EXERCISE OBJECTIVE: Show the lines below where "BackendFactory" occurs.

Collected data entries

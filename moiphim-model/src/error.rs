use std::fmt::{self, Display};

/// Errors produced while normalizing API payloads.
#[derive(Debug)]
pub enum ModelError {
    /// The API answered but reported the movie as missing.
    NotFound(String),
    /// A link field could not be parsed as a URL.
    InvalidLink(url::ParseError),
}

impl Display for ModelError {
    fn fmt(&self, f: &mut fmt::Formatter<'_>) -> fmt::Result {
        match self {
            ModelError::NotFound(msg) => write!(f, "movie not found: {msg}"),
            ModelError::InvalidLink(err) => write!(f, "invalid link: {err}"),
        }
    }
}

impl std::error::Error for ModelError {
    fn source(&self) -> Option<&(dyn std::error::Error + 'static)> {
        match self {
            ModelError::NotFound(_) => None,
            ModelError::InvalidLink(err) => Some(err),
        }
    }
}

impl From<url::ParseError> for ModelError {
    fn from(err: url::ParseError) -> Self {
        ModelError::InvalidLink(err)
    }
}

pub type Result<T> = std::result::Result<T, ModelError>;
impl fmt::Display for MountToken {
    fn fmt(&self, f: &mut fmt::Formatter<'_>) -> fmt::Result {
        write!(f, "mount#{}", self.0)
    }
}

#[derive(Debug, Clone, PartialEq)]
pub enum PlaybackState {
    Idle,
    Loading,
    Ready,
    Playing,
    Paused,
    Ended,
    Error(String),
}

impl PlaybackState {
    fn accepts_transport(&self) -> bool {
        matches!(
            self,
            PlaybackState::Ready
                | PlaybackState::Playing
                | PlaybackState::Paused
                | PlaybackState::Ended
        )
    }
}

#[derive(Debug, Clone, Copy, PartialEq, Default)]
pub struct ProgressReport {
    pub played_seconds: f64,
    pub loaded_fraction: f64,
}

#[derive(Debug, Clone, Copy, PartialEq, Eq)]
pub enum RenderPathKind {
    Native,
    EmbedFallback,
}

#[derive(Debug)]
pub struct NativeHandle {
    token: MountToken,
    source: Url,
    backend: Box<dyn PlaybackBackend>,
}

impl NativeHandle {
    pub fn token(&self) -> MountToken {
        self.token
    }

    pub fn source(&self) -> &Url {
        &self.source
    }
}

#[derive(Debug)]
pub enum RenderPath {
    Native(NativeHandle),
    EmbedFallback(Url),
}

impl RenderPath {
    pub fn kind(&self) -> RenderPathKind {
        match self {
            RenderPath::Native(_) => RenderPathKind::Native,
            RenderPath::EmbedFallback(_) => RenderPathKind::EmbedFallback,
        }
    }
}

#[derive(Debug)]
pub struct PlaybackSession {
    state: PlaybackState,
    render: Option<RenderPath>,
    is_playing: bool,
    playback_rate: f64,
    duration: f64,
    played_seconds: f64,
    played_fraction: f64,
    loaded_fraction: f64,
    is_seeking: bool,
    seek_preview: Option<f64>,
    is_buffering: bool,
    /// Backend reported `Play` before the source was ready
    played_while_loading: bool,
    next_token: u64,
}

impl Default for PlaybackSession {
    fn default() -> Self {
        Self::new()
    }
}

impl PlaybackSession {
    pub fn new() -> Self {
        Self {
            state: PlaybackState::Idle,
            render: None,
            is_playing: true,
            playback_rate: playback::NORMAL_RATE,
            duration: 0.0,
            played_seconds: 0.0,
            played_fraction: 0.0,
            loaded_fraction: 0.0,
            is_seeking: false,
            seek_preview: None,
            is_buffering: false,
            played_while_loading: false,
            next_token: 0,
        }
    }

    /// Starting rate for the first mount. Unknown rates are ignored.
    pub fn with_rate(mut self, rate: f64) -> Self {
        if playback::is_allowed_rate(rate) {
            self.playback_rate = rate;
        }
        self
    }

    // ---- accessors ----

    pub fn state(&self) -> &PlaybackState {
        &self.state
    }

    pub fn is_playing(&self) -> bool {
        self.is_playing
    }

    pub fn playback_rate(&self) -> f64 {
        self.playback_rate
    }

    pub fn duration(&self) -> f64 {
        self.duration
    }

    pub fn played_seconds(&self) -> f64 {
        self.played_seconds
    }

    pub fn played_fraction(&self) -> f64 {
        self.played_fraction
    }

    /// Fraction the seek bar shows: the drag preview while seeking.
    pub fn displayed_fraction(&self) -> f64 {
        self.seek_preview.unwrap_or(self.played_fraction)
    }

    pub fn loaded_fraction(&self) -> f64 {
        self.loaded_fraction
    }

    pub fn is_seeking(&self) -> bool {
        self.is_seeking
    }

    pub fn is_buffering(&self) -> bool {
        self.is_buffering
    }

    pub fn render_path(&self) -> Option<&RenderPath> {
        self.render.as_ref()
    }

    pub fn render_kind(&self) -> Option<RenderPathKind> {
        self.render.as_ref().map(RenderPath::kind)
    }

    pub fn is_native(&self) -> bool {
        self.render_kind() == Some(RenderPathKind::Native)
    }

    pub fn current_token(&self) -> Option<MountToken> {
        match &self.render {
            Some(RenderPath::Native(handle)) => Some(handle.token),
            _ => None,
        }
    }

    pub fn embed_url(&self) -> Option<&Url> {
        match &self.render {
            Some(RenderPath::EmbedFallback(url)) => Some(url),
            _ => None,
        }
    }

    // ---- mounting ----

    /// Mount `episode`, preferring the native HLS path. Any previous handle
    /// is torn down first and progress starts over.
    pub fn mount(
        &mut self,
        episode: Option<&Episode>,
        factory: &mut dyn BackendFactory,
    ) -> Result<RenderPathKind> {
        self.teardown();
        self.reset_progress();
        self.is_playing = true;

        let episode =
            episode.ok_or_else(|| PlayerError::MissingSource("the selected episode".into()))?;

        if let Some(PlayableSource::Hls(url)) = episode.native_source() {
            self.mount_native(url, factory);
            return Ok(RenderPathKind::Native);
        }

        self.mount_embed(episode)
    }

    /// Switch to the embedded player for the same episode.
    pub fn use_embed_fallback(&mut self, episode: Option<&Episode>) -> Result<RenderPathKind> {
        let episode =
            episode.ok_or_else(|| PlayerError::MissingSource("the selected episode".into()))?;
        if episode.embed_link().is_none() {
            return Err(PlayerError::MissingSource(format!(
                "an embed link on episode {}",
                episode.name
            )));
        }
        self.teardown();
        self.reset_progress();
        self.mount_embed(episode)
    }

    /// Rebuild the native handle, e.g. after a fatal backend error.
    pub fn reload(
        &mut self,
        episode: Option<&Episode>,
        factory: &mut dyn BackendFactory,
    ) -> Result<RenderPathKind> {
        let url = match episode.and_then(Episode::native_source) {
            Some(PlayableSource::Hls(url)) => url,
            _ => {
                return Err(PlayerError::MissingSource("an HLS link to reload".into()));
            }
        };
        self.teardown();
        self.reset_progress();
        self.is_playing = true;
        self.mount_native(url, factory);
        Ok(RenderPathKind::Native)
    }

    /// Release the backend. Safe to call repeatedly.
    pub fn teardown(&mut self) {
        if let Some(RenderPath::Native(mut handle)) = self.render.take() {
            log::debug!("[Player] Tearing down {}", handle.token);
            handle.backend.teardown();
        }
        self.state = PlaybackState::Idle;
        self.is_seeking = false;
        self.seek_preview = None;
        self.is_buffering = false;
        self.played_while_loading = false;
    }

    fn mount_native(&mut self, url: Url, factory: &mut dyn BackendFactory) {
        self.next_token += 1;
        let token = MountToken(self.next_token);
        let mut backend = factory.create(token);
        log::info!("[Player] Loading {url} ({token})");

        self.state = match backend.load(&url) {
            Ok(()) => PlaybackState::Loading,
            Err(err) => {
                log::error!("[Player] Failed to load {url}: {err}");
                PlaybackState::Error(err.to_string())
            }
        };
        if let Err(err) = backend.set_rate(self.playback_rate) {
            log::warn!("[Player] Could not apply rate {}: {err}", self.playback_rate);
        }

        self.render = Some(RenderPath::Native(NativeHandle {
            token,
            source: url,
            backend,
        }));
    }

    fn mount_embed(&mut self, episode: &Episode) -> Result<RenderPathKind> {
        match episode.embed_source() {
            Some(PlayableSource::Embed(url)) => {
                log::info!("[Player] Using embedded player {url}");
                self.render = Some(RenderPath::EmbedFallback(url));
                self.state = PlaybackState::Idle;
                Ok(RenderPathKind::EmbedFallback)
            }
            _ => Err(PlayerError::MissingSource(format!(
                "episode {}",
                episode.name
            ))),
        }
    }

    fn reset_progress(&mut self) {
        self.duration = 0.0;
        self.played_seconds = 0.0;
        self.played_fraction = 0.0;
        self.loaded_fraction = 0.0;
        self.is_seeking = false;
        self.seek_preview = None;
        self.is_buffering = false;
        self.played_while_loading = false;
    }

    fn backend(&mut self, command: &'static str) -> Result<&mut dyn PlaybackBackend> {
        match &mut self.render {
            Some(RenderPath::Native(handle)) => Ok(handle.backend.as_mut()),
            Some(RenderPath::EmbedFallback(_)) => Err(PlayerError::EmbedOnly(command)),
            None => Err(PlayerError::MissingSource(format!(
                "a mounted source to {command}"
            ))),
        }
    }

    // ---- commands ----

    pub fn toggle_play(&mut self) -> Result<()> {
        self.is_playing = !self.is_playing;
        self.apply_play_intent()
    }

    pub fn play(&mut self) -> Result<()> {
        self.is_playing = true;
        self.apply_play_intent()
    }

    pub fn pause(&mut self) -> Result<()> {
        self.is_playing = false;
        self.apply_play_intent()
    }

    /// Push the current play/pause intent to the backend. While loading the
    /// intent is held until the source is ready.
    pub fn apply_play_intent(&mut self) -> Result<()> {
        if !self.state.accepts_transport() && self.is_native() {
            return Ok(());
        }
        let playing = self.is_playing;
        let backend = self.backend(if playing { "play" } else { "pause" })?;
        if playing { backend.play() } else { backend.pause() }
    }

    pub fn begin_seek(&mut self) -> Result<()> {
        self.backend("seek")?;
        self.is_seeking = true;
        self.seek_preview = Some(self.played_fraction);
        Ok(())
    }

    pub fn update_seek_preview(&mut self, fraction: f64) {
        if self.is_seeking {
            self.seek_preview = Some(clamp_fraction(fraction));
        }
    }

    /// Commit a drag on the seek bar. Seeking ends even if the backend
    /// rejects the command.
    pub fn commit_seek(&mut self, fraction: f64) -> Result<()> {
        let fraction = clamp_fraction(fraction);
        self.is_seeking = false;
        self.seek_preview = None;

        self.backend("seek")?.seek_to_fraction(fraction)?;
        self.played_fraction = fraction;
        self.played_seconds = fraction * self.duration;
        Ok(())
    }

    /// Relative seek clamped to `[0, duration]`. Returns the target time, or
    /// `None` while the duration is still unknown.
    pub fn jump(&mut self, delta_seconds: f64) -> Result<Option<f64>> {
        let duration = self.duration;
        let backend = self.backend("seek")?;
        if duration <= 0.0 {
            log::debug!("[Player] Ignoring jump before duration is known");
            return Ok(None);
        }
        let current = backend.current_time();
        let current = if current.is_finite() { current } else { 0.0 };
        let target = (current + delta_seconds).clamp(0.0, duration);
        backend.seek_to(target)?;
        Ok(Some(target))
    }

    /// Returns `false` for rates outside the allowed set. The rate is kept
    /// on the embed path and applied when a native source mounts.
    pub fn set_playback_rate(&mut self, rate: f64) -> Result<bool> {
        if !playback::is_allowed_rate(rate) {
            log::debug!("[Player] Ignoring unsupported rate {rate}");
            return Ok(false);
        }
        self.playback_rate = rate;
        if self.is_native() {
            self.backend("rate")?.set_rate(rate)?;
        }
        Ok(true)
    }

    /// Drop a temporary rate without telling the backend, for use right
    /// before teardown.
    pub fn reset_rate(&mut self) {
        self.playback_rate = playback::NORMAL_RATE;
    }

    // ---- backend events ----

    /// Returns `true` when this moved the session out of Loading. A `Play`
    /// reported while loading takes effect here, after Ready.
    pub fn on_duration(&mut self, duration: f64) -> bool {
        if !(duration.is_finite() && duration > 0.0) {
            return false;
        }
        self.duration = duration;
        if self.played_seconds > 0.0 {
            self.played_fraction = clamp_fraction(self.played_seconds / duration);
        }
        if self.state != PlaybackState::Loading {
            return false;
        }
        self.state = if std::mem::take(&mut self.played_while_loading) {
            PlaybackState::Playing
        } else {
            PlaybackState::Ready
        };
        true
    }

    /// Ready callback: read the duration from the backend.
    pub fn on_ready(&mut self) -> bool {
        let duration = match &self.render {
            Some(RenderPath::Native(handle)) => handle.backend.duration(),
            _ => return false,
        };
        self.on_duration(duration)
    }

    /// Returns whether `is_playing` changed. While loading only the intent
    /// is recorded; the state moves once the duration is known.
    pub fn on_play(&mut self) -> bool {
        match self.state {
            PlaybackState::Error(_) | PlaybackState::Idle => return false,
            PlaybackState::Loading => self.played_while_loading = true,
            _ => self.state = PlaybackState::Playing,
        }
        self.is_buffering = false;
        !std::mem::replace(&mut self.is_playing, true)
    }

    /// Returns whether `is_playing` changed.
    pub fn on_pause(&mut self) -> bool {
        match self.state {
            PlaybackState::Playing => self.state = PlaybackState::Paused,
            PlaybackState::Loading => self.played_while_loading = false,
            _ => {}
        }
        std::mem::replace(&mut self.is_playing, false)
    }

    pub fn on_waiting(&mut self) {
        if self.is_native() {
            self.is_buffering = true;
        }
    }

    /// Progress is discarded while the user drags the seek bar.
    pub fn on_progress(&mut self, report: ProgressReport) -> bool {
        self.loaded_fraction = clamp_fraction(report.loaded_fraction);
        if self.is_seeking {
            return false;
        }

        if self.duration <= 0.0
            && let Some(RenderPath::Native(handle)) = &self.render
        {
            let duration = handle.backend.duration();
            if duration.is_finite() && duration > 0.0 {
                self.duration = duration;
            }
        }

        self.played_seconds = report.played_seconds.max(0.0);
        self.played_fraction = if self.duration > 0.0 {
            clamp_fraction(self.played_seconds / self.duration)
        } else {
            0.0
        };
        self.is_buffering = false;
        true
    }

    pub fn on_ended(&mut self) {
        self.state = PlaybackState::Ended;
        self.is_playing = false;
        self.is_buffering = false;
    }

    /// Returns whether the session entered the error state.
    pub fn on_error(&mut self, detail: String) -> bool {
        if !matches!(
            self.state,
            PlaybackState::Loading
                | PlaybackState::Ready
                | PlaybackState::Playing
                | PlaybackState::Paused
        ) {
            return false;
        }
        self.state = PlaybackState::Error(detail);
        self.is_seeking = false;
        self.seek_preview = None;
        self.is_buffering = false;
        true
    }
}
//! Top-level playback controller.
//!
//! Owns every piece of player state for one mounted movie and is the only
//! place that wires them together: selection changes remount the session,
//! gestures drive the session and controls, and all deferred work goes
//! through the shared [`TimerRegistry`].

use std::fmt;
use std::time::Instant;

use moiphim_model::Movie;

use super::config::PlayerConfig;
use super::controls::ControlsVisibility;
use super::gesture::GestureInterpreter;
use super::messages::{Notice, PlayerEvent};
use super::overlay::OverlayPanels;
use super::session::{BackendFactory, PlaybackSession, PlaybackState};
use super::source::{Selection, SelectionOutcome, SourceSelector};
use super::timers::{TimerKind, TimerRegistry};
use crate::error::PlayerError;
use crate::infra::config::Config;
use crate::infra::constants::playback;
use crate::infra::time::{SystemTimeProvider, TimeProvider};

/// Starting position inside the movie's server/episode list.
#[derive(Debug, Clone, Copy, Default, PartialEq, Eq)]
pub struct MountOptions {
    pub initial_server_index: usize,
    pub initial_episode_index: usize,
}

impl MountOptions {
    pub fn at(server: usize, episode: usize) -> Self {
        Self {
            initial_server_index: server,
            initial_episode_index: episode,
        }
    }
}

/// Size of the video surface, used to place taps in zones.
#[derive(Debug, Clone, Copy, PartialEq)]
pub struct Viewport {
    pub width: f32,
    pub height: f32,
}

impl Default for Viewport {
    fn default() -> Self {
        Self {
            width: 1280.0,
            height: 720.0,
        }
    }
}

pub struct PlayerController {
    pub(super) title: String,
    pub(super) slug: String,
    pub(super) details_path: String,
    pub(super) config: PlayerConfig,
    pub(super) selector: SourceSelector,
    pub(super) session: PlaybackSession,
    pub(super) gestures: GestureInterpreter,
    pub(super) controls: ControlsVisibility,
    pub(super) panels: OverlayPanels,
    pub(super) timers: TimerRegistry,
    pub(super) viewport: Viewport,
    pub(super) clock: Box<dyn TimeProvider>,
    pub(super) factory: Box<dyn BackendFactory>,
    pub(super) mounted: bool,
}

impl fmt::Debug for PlayerController {
    fn fmt(&self, f: &mut fmt::Formatter<'_>) -> fmt::Result {
        f.debug_struct("PlayerController")
            .field("slug", &self.slug)
            .field("selection", &self.selector.selection())
            .field("session", &self.session)
            .field("panels", &self.panels)
            .field("timers", &self.timers)
            .field("mounted", &self.mounted)
            .finish_non_exhaustive()
    }
}

impl PlayerController {
    pub fn new(
        movie: Movie,
        options: MountOptions,
        factory: impl BackendFactory + 'static,
    ) -> Self {
        let config = PlayerConfig::default();
        let details_path = movie.details_path();
        let Movie {
            name, slug, episodes, ..
        } = movie;

        Self {
            title: name,
            slug,
            details_path,
            config,
            selector: SourceSelector::new(
                episodes,
                options.initial_server_index,
                options.initial_episode_index,
            ),
            session: PlaybackSession::new(),
            gestures: GestureInterpreter::new(config),
            controls: ControlsVisibility::new(config.controls_hide_after),
            panels: OverlayPanels::new(),
            timers: TimerRegistry::new(),
            viewport: Viewport::default(),
            clock: Box::new(SystemTimeProvider),
            factory: Box::new(factory),
            mounted: false,
        }
    }

    /// Build a controller with the user's saved settings applied.
    pub fn from_config(
        movie: Movie,
        options: MountOptions,
        factory: impl BackendFactory + 'static,
        config: &Config,
    ) -> Self {
        let controller = Self::new(movie, options, factory)
            .with_config(PlayerConfig::from_runtime_config(&config.player));
        match config.playback_rate {
            Some(rate) => controller.with_playback_rate(rate),
            None => controller,
        }
    }

    pub fn with_config(mut self, config: PlayerConfig) -> Self {
        self.config = config;
        self.gestures = GestureInterpreter::new(config);
        self.controls = ControlsVisibility::new(config.controls_hide_after);
        self
    }

    pub fn with_clock(mut self, clock: impl TimeProvider) -> Self {
        self.clock = Box::new(clock);
        self
    }

    pub fn with_playback_rate(mut self, rate: f64) -> Self {
        if !playback::is_allowed_rate(rate) {
            log::warn!("[Player] Ignoring configured playback rate {rate}");
        }
        self.session = std::mem::take(&mut self.session).with_rate(rate);
        self
    }

    pub fn with_viewport(mut self, width: f32, height: f32) -> Self {
        self.viewport = Viewport { width, height };
        self
    }

    /// Load the initial episode and start the controls timer.
    pub fn mount(&mut self) -> Vec<PlayerEvent> {
        let mut events = Vec::new();
        if self.mounted {
            log::warn!("[Player] mount() called twice for {}", self.slug);
            return events;
        }
        self.mounted = true;
        log::info!(
            "[Player] Mounting {} at {:?}",
            self.slug,
            self.selector.selection()
        );

        self.load_current(&mut events);
        let now = self.clock.now();
        self.controls.reset_timer(&mut self.timers, now);
        events
    }

    /// Cancel every timer and release the backend. No commands are issued
    /// afterwards and further messages are ignored.
    pub fn unmount(&mut self) {
        if !self.mounted {
            return;
        }
        self.timers.clear_all();
        if self.gestures.reset() {
            self.session.reset_rate();
        }
        self.panels.close_all();
        self.session.teardown();
        self.mounted = false;
        log::info!("[Player] Unmounted {}", self.slug);
    }

    pub fn is_mounted(&self) -> bool {
        self.mounted
    }

    /// Earliest pending timer, for the driver to sleep until.
    pub fn next_deadline(&self) -> Option<Instant> {
        if self.mounted {
            self.timers.next_deadline()
        } else {
            None
        }
    }

    pub fn title(&self) -> &str {
        &self.title
    }

    pub fn slug(&self) -> &str {
        &self.slug
    }

    pub fn config(&self) -> &PlayerConfig {
        &self.config
    }

    pub fn selection(&self) -> Selection {
        self.selector.selection()
    }

    pub fn selector(&self) -> &SourceSelector {
        &self.selector
    }

    pub fn session(&self) -> &PlaybackSession {
        &self.session
    }

    pub fn gestures(&self) -> &GestureInterpreter {
        &self.gestures
    }

    pub fn panels(&self) -> &OverlayPanels {
        &self.panels
    }

    pub fn timers(&self) -> &TimerRegistry {
        &self.timers
    }

    pub fn controls_visible(&self) -> bool {
        self.controls.is_visible()
    }

    pub fn viewport(&self) -> Viewport {
        self.viewport
    }

    // ---- internal wiring shared with update.rs ----

    pub(super) fn fire_due_timers(&mut self, now: Instant) {
        while let Some(kind) = self.timers.pop_expired(now) {
            log::trace!("[Player] Timer fired: {kind:?}");
            match kind {
                TimerKind::LongPress => {
                    if self.gestures.on_long_press_timer().is_some() {
                        log::debug!("[Player] Long press: boosting playback");
                        self.apply_rate(self.config.boost_rate);
                    }
                }
                TimerKind::SingleTap => {
                    if self.gestures.on_single_tap_timer().is_some() {
                        self.on_single_tap(now);
                    }
                }
                TimerKind::ControlsHide => {
                    self.controls.on_timer(self.panels.list_open(), self.session.is_playing());
                }
                TimerKind::SeekIndicator => self.gestures.on_indicator_timer(),
            }
        }
    }

    fn on_single_tap(&mut self, now: Instant) {
        if self.panels.list_open() {
            log::debug!("[Player] Single tap ignored while a list is open");
        } else if self.controls.is_visible() {
            self.controls.hide(&mut self.timers);
        } else {
            self.controls.reset_timer(&mut self.timers, now);
        }
    }

    /// Move to the next episode, or report that there is none.
    pub(super) fn advance(&mut self, now: Instant, events: &mut Vec<PlayerEvent>) {
        match self.selector.next_episode() {
            SelectionOutcome::Changed(selection) => {
                self.switch_source(selection, now, events);
            }
            SelectionOutcome::EndOfContent => {
                log::info!("[Player] Reached the last episode of {}", self.slug);
                events.push(PlayerEvent::Notice(Notice::LastEpisode));
            }
            SelectionOutcome::Unchanged => {}
        }
    }

    /// Tear everything down and mount the newly selected episode.
    pub(super) fn switch_source(
        &mut self,
        selection: Selection,
        now: Instant,
        events: &mut Vec<PlayerEvent>,
    ) {
        self.timers.clear_all();
        if self.gestures.reset() {
            self.apply_rate(playback::NORMAL_RATE);
        }

        log::info!(
            "[Player] Switching to server {} episode {}",
            selection.server_index,
            selection.episode_index
        );
        self.load_current(events);
        self.controls.reset_timer(&mut self.timers, now);

        events.push(PlayerEvent::SourceChanged {
            server_index: selection.server_index,
            episode_index: selection.episode_index,
        });
    }

    pub(super) fn load_current(&mut self, events: &mut Vec<PlayerEvent>) {
        let episode = self.selector.current_episode();
        match self.session.mount(episode, self.factory.as_mut()) {
            Ok(kind) => {
                log::debug!("[Player] Mounted via {kind:?}");
                self.report_load_failure(events);
            }
            Err(err) => log::warn!("[Player] {err}"),
        }
    }

    pub(super) fn report_load_failure(&self, events: &mut Vec<PlayerEvent>) {
        if let PlaybackState::Error(detail) = self.session.state() {
            events.push(PlayerEvent::PlaybackError(detail.clone()));
        }
    }

    pub(super) fn apply_rate(&mut self, rate: f64) {
        match self.session.set_playback_rate(rate) {
            Ok(true) => log::debug!("[Player] Playback rate {rate}"),
            Ok(false) => {}
            Err(err) => log_command_error("set rate", err),
        }
    }
}

/// Commands the embedded player cannot take are expected and only traced.
pub(super) fn log_command_error(what: &str, err: PlayerError) {
    match err {
        PlayerError::EmbedOnly(_) => log::debug!("[Player] {what}: {err}"),
        other => log::warn!("[Player] {what} failed: {other}"),
    }
}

OUTPUT FOR THIS EXERCISE:
        factory: &mut dyn BackendFactory,
        factory: &mut dyn BackendFactory,
    fn mount_native(&mut self, url: Url, factory: &mut dyn BackendFactory) {
use super::session::{BackendFactory, PlaybackSession, PlaybackState};
    pub(super) factory: Box<dyn BackendFactory>,
        factory: impl BackendFactory + 'static,
        factory: impl BackendFactory + 'static,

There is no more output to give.